- [What is being asked]:
Where the records hold the string "collect", show the whole line it sits on.
- Opening Delimiter -
use super::Operator;
use crate::data::{is_boundary, is_unknown, is_whitespace};
use crate::scalar::is_number;
use crate::Scalar;
use std::fmt;
use tracing::warn;

/// Location of a token in the source text. Lines and columns are zero based.
#[derive(Debug, Default, PartialEq, Eq, Clone, Copy, Hash)]
pub struct Position {
    /// Byte offset from the start of the input
    pub offset: usize,

    /// Line number
    pub line: usize,

    /// Byte column within the line
    pub column: usize,
}

impl fmt::Display for Position {
    fn fmt(&self, f: &mut fmt::Formatter<'_>) -> fmt::Result {
        write!(f, "line {} column {}", self.line + 1, self.column + 1)
    }
}

/// What a token is
#[derive(Debug, PartialEq, Eq, Clone, Copy)]
pub enum TokenKind<'a> {
    /// A `{`
    Open,

    /// A `}`
    Close,

    /// An operator between key and value
    Operator(Operator),

    /// An unquoted identifier
    Bare(Scalar<'a>),

    /// An unquoted number with an optional sign and at most one decimal point
    Number(Scalar<'a>),

    /// The contents of a double quoted string. Escapes are left intact.
    Quoted(Scalar<'a>),
}

impl<'a> TokenKind<'a> {
    /// Returns the scalar for identifier, number, and quoted tokens
    #[inline]
    pub fn as_scalar(&self) -> Option<Scalar<'a>> {
        match self {
            TokenKind::Bare(s) | TokenKind::Number(s) | TokenKind::Quoted(s) => Some(*s),
            _ => None,
        }
    }

    pub(crate) fn describe(&self) -> String {
        match self {
            TokenKind::Open => String::from("{"),
            TokenKind::Close => String::from("}"),
            TokenKind::Operator(op) => String::from(op.symbol()),
            TokenKind::Bare(s) | TokenKind::Number(s) => s.to_utf8_owned(),
            TokenKind::Quoted(s) => format!("\"{}\"", s),
        }
    }
}

/// A lexed token and where it starts
#[derive(Debug, PartialEq, Eq, Clone, Copy)]
pub struct Token<'a> {
    pub kind: TokenKind<'a>,
    pub position: Position,
}

/// Splits script text into tokens.
///
/// The lexer never fails. Bytes that can't start a token are skipped with a
/// warning and an unterminated quote swallows the rest of the input.
///
/// ```
/// use rome_loader::text::{Lexer, TokenKind, Operator};
/// use rome_loader::Scalar;
/// let kinds: Vec<_> = Lexer::new(b"a = { 1 }").map(|t| t.kind).collect();
/// assert_eq!(kinds, vec![
///     TokenKind::Bare(Scalar::new(b"a")),
///     TokenKind::Operator(Operator::Equal),
///     TokenKind::Open,
///     TokenKind::Number(Scalar::new(b"1")),
///     TokenKind::Close,
/// ]);
/// ```
#[derive(Debug, Clone)]
pub struct Lexer<'a> {
    data: &'a [u8],
    position: Position,
}

impl<'a> Lexer<'a> {
    /// Create a lexer over the data. A leading UTF-8 byte order mark is skipped.
    pub fn new(data: &'a [u8]) -> Self {
        let offset = if data.starts_with(b"\xef\xbb\xbf") { 3 } else { 0 };
        Lexer {
            data,
            position: Position {
                offset,
                line: 0,
                column: 0,
            },
        }
    }

    /// The position of the next byte to be read
    pub fn position(&self) -> Position {
        self.position
    }

    #[inline]
    fn rest(&self) -> &'a [u8] {
        &self.data[self.position.offset..]
    }

    #[inline]
    fn bump(&mut self, amt: usize) {
        let end = self.position.offset + amt;
        for &b in &self.data[self.position.offset..end] {
            if b == b'\n' {
                self.position.line += 1;
                self.position.column = 0;
            } else {
                self.position.column += 1;
            }
        }
        self.position.offset = end;
    }

    fn skip_whitespace_and_comments(&mut self) {
        loop {
            let rest = self.rest();
            let ws = rest.iter().take_while(|&&b| is_whitespace(b)).count();
            self.bump(ws);

            if self.rest().first() != Some(&b'#') {
                return;
            }

            let comment = self
                .rest()
                .iter()
                .position(|&b| b == b'\n')
                .unwrap_or(self.rest().len());
            self.bump(comment);
        }
    }

    fn skip_unknown(&mut self) {
        let start = self.position;
        let data = self.data;
        let mut end = start.offset;
        while end < data.len() {
            let b = data[end];
            let lone_operator = matches!(b, b'!' | b'?') && Operator::lex(&data[end..]).is_none();
            if !is_unknown(b) && !lone_operator {
                break;
            }
            end += 1;
        }

        let skipped = end - start.offset;
        warn!(
            "skipping {} unknown character(s) at {}: {:?}",
            skipped,
            start,
            crate::scalar::to_utf8(&data[start.offset..end])
        );
        self.bump(skipped);
    }

    fn lex_quoted(&mut self, start: Position) -> Token<'a> {
        let data = &self.rest()[1..];
        let mut i = 0;
        while i < data.len() {
            match data[i] {
                b'\\' => i += 2,
                b'"' => {
                    self.bump(i + 2);
                    return Token {
                        kind: TokenKind::Quoted(Scalar::new(&data[..i])),
                        position: start,
                    };
                }
                _ => i += 1,
            }
        }

        warn!("unterminated quote starting at {}", start);
        self.bump(data.len() + 1);
        Token {
            kind: TokenKind::Quoted(Scalar::new(data)),
            position: start,
        }
    }

    fn lex_bare(&mut self, start: Position) -> Token<'a> {
        let rest = self.rest();
        let len = rest.iter().position(|&b| is_boundary(b)).unwrap_or(rest.len());
        let text = &rest[..len];
        self.bump(len);
        let scalar = Scalar::new(text);
        let kind = if is_number(text) {
            TokenKind::Number(scalar)
        } else {
            TokenKind::Bare(scalar)
        };

        Token {
            kind,
            position: start,
        }
    }
}

impl<'a> Iterator for Lexer<'a> {
    type Item = Token<'a>;

    fn next(&mut self) -> Option<Self::Item> {
        loop {
            self.skip_whitespace_and_comments();
            let start = self.position;
            let rest = self.rest();
            let b = *rest.first()?;
            let kind = match b {
                b'{' => TokenKind::Open,
                b'}' => TokenKind::Close,
                b'"' => return Some(self.lex_quoted(start)),
                b'=' | b'<' | b'>' | b'!' | b'?' => match Operator::lex(rest) {
                    Some((op, len)) => {
                        self.bump(len);
                        return Some(Token {
                            kind: TokenKind::Operator(op),
                            position: start,
                        });
                    }
                    None => {
                        self.skip_unknown();
                        continue;
                    }
                },
                x if is_unknown(x) => {
                    self.skip_unknown();
                    continue;
                }
                _ => return Some(self.lex_bare(start)),
            };

            self.bump(1);
            return Some(Token {
                kind,
                position: start,
            });
        }
    }
}

#[cfg(test)]
mod tests {
    use super::*;
    use quickcheck_macros::quickcheck;
    use rstest::*;

    fn kinds(data: &[u8]) -> Vec<TokenKind> {
        Lexer::new(data).map(|t| t.kind).collect()
    }

    fn bare(s: &[u8]) -> TokenKind {
        TokenKind::Bare(Scalar::new(s))
    }

    fn num(s: &[u8]) -> TokenKind {
        TokenKind::Number(Scalar::new(s))
    }

    fn quoted(s: &[u8]) -> TokenKind {
        TokenKind::Quoted(Scalar::new(s))
    }

    const EQ: TokenKind<'static> = TokenKind::Operator(Operator::Equal);

    #[test]
    fn test_simple_event() {
        assert_eq!(kinds(b"foo=bar"), vec![bare(b"foo"), EQ, bare(b"bar")]);
    }

    #[test]
    fn test_nested_scope() {
        assert_eq!(
            kinds(b"c = { d = 2 }"),
            vec![
                bare(b"c"),
                EQ,
                TokenKind::Open,
                bare(b"d"),
                EQ,
                num(b"2"),
                TokenKind::Close
            ]
        );
    }

    #[rstest]
    #[case(b"10", true)]
    #[case(b"-10.5", true)]
    #[case(b"450.10.1", false)]
    #[case(b"ROM", false)]
    #[case(b"1e5", false)]
    fn test_numbers(#[case] input: &[u8], #[case] is_num: bool) {
        let expected = if is_num { num(input) } else { bare(input) };
        assert_eq!(kinds(input), vec![expected]);
    }

    #[test]
    fn test_quoted_with_escapes() {
        assert_eq!(
            kinds(br#"name = "the \"great\" \\ one""#),
            vec![bare(b"name"), EQ, quoted(br#"the \"great\" \\ one"#)]
        );
    }

    #[test]
    fn test_quoted_spans_lines() {
        let tokens: Vec<_> = Lexer::new(b"a = \"x\ny\" b").collect();
        assert_eq!(tokens[2].kind, quoted(b"x\ny"));
        assert_eq!(tokens[3].kind, bare(b"b"));
        assert_eq!(tokens[3].position.line, 1);
    }

    #[test]
    fn test_unterminated_quote() {
        assert_eq!(kinds(b"a = \"open"), vec![bare(b"a"), EQ, quoted(b"open")]);
    }

    #[test]
    fn test_comments() {
        assert_eq!(
            kinds(b"# header\na = 1 # trailing { \n# last"),
            vec![bare(b"a"), EQ, num(b"1")]
        );
    }

    #[test]
    fn test_bom_is_skipped() {
        assert_eq!(kinds(b"\xef\xbb\xbfa=b"), vec![bare(b"a"), EQ, bare(b"b")]);
    }

    #[rstest]
    #[case(b"a [ b", vec![bare(b"a"), bare(b"b")])]
    #[case(b"a\x01\x02b", vec![bare(b"a"), bare(b"b")])]
    #[case(b"! a ?", vec![bare(b"a")])]
    #[case(b"a != b", vec![bare(b"a"), TokenKind::Operator(Operator::NotEqual), bare(b"b")])]
    #[case(b"a ?= b", vec![bare(b"a"), TokenKind::Operator(Operator::Exists), bare(b"b")])]
    fn test_unknown_characters(#[case] input: &[u8], #[case] expected: Vec<TokenKind>) {
        assert_eq!(kinds(input), expected);
    }

    #[rstest]
    #[case(b"a<=b", Operator::LessThanEqual)]
    #[case(b"a>=b", Operator::GreaterThanEqual)]
    #[case(b"a<b", Operator::LessThan)]
    #[case(b"a>b", Operator::GreaterThan)]
    #[case(b"a==b", Operator::Exact)]
    fn test_operators(#[case] input: &[u8], #[case] op: Operator) {
        assert_eq!(
            kinds(input),
            vec![bare(b"a"), TokenKind::Operator(op), bare(b"b")]
        );
    }

    #[test]
    fn test_semicolon_whitespace() {
        assert_eq!(kinds(b"a=1;b=2"), vec![bare(b"a"), EQ, num(b"1"), bare(b"b"), EQ, num(b"2")]);
    }

    #[test]
    fn test_positions() {
        let tokens: Vec<_> = Lexer::new(b"a = 1\n  b = { }").collect();
        let positions: Vec<_> = tokens
            .iter()
            .map(|t| (t.position.line, t.position.column))
            .collect();
        assert_eq!(positions, vec![(0, 0), (0, 2), (0, 4), (1, 2), (1, 4), (1, 6), (1, 8)]);
        assert_eq!(tokens[3].position.offset, 8);
    }

    #[quickcheck]
    fn lexer_terminates_with_increasing_offsets(data: Vec<u8>) -> bool {
        let offsets: Vec<_> = Lexer::new(&data).map(|t| t.position.offset).collect();
        offsets.windows(2).all(|w| w[0] < w[1]) && offsets.len() <= data.len()
    }
}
- Closing Delimiter -
- [Answer for this exercise]:
/// let kinds: Vec<_> = Lexer::new(b"a = { 1 }").map(|t| t.kind).collect();
        Lexer::new(data).map(|t| t.kind).collect()
        let tokens: Vec<_> = Lexer::new(b"a = \"x\ny\" b").collect();
        let tokens: Vec<_> = Lexer::new(b"a = 1\n  b = { }").collect();
            .collect();
        let offsets: Vec<_> = Lexer::new(&data).map(|t| t.position.offset).collect();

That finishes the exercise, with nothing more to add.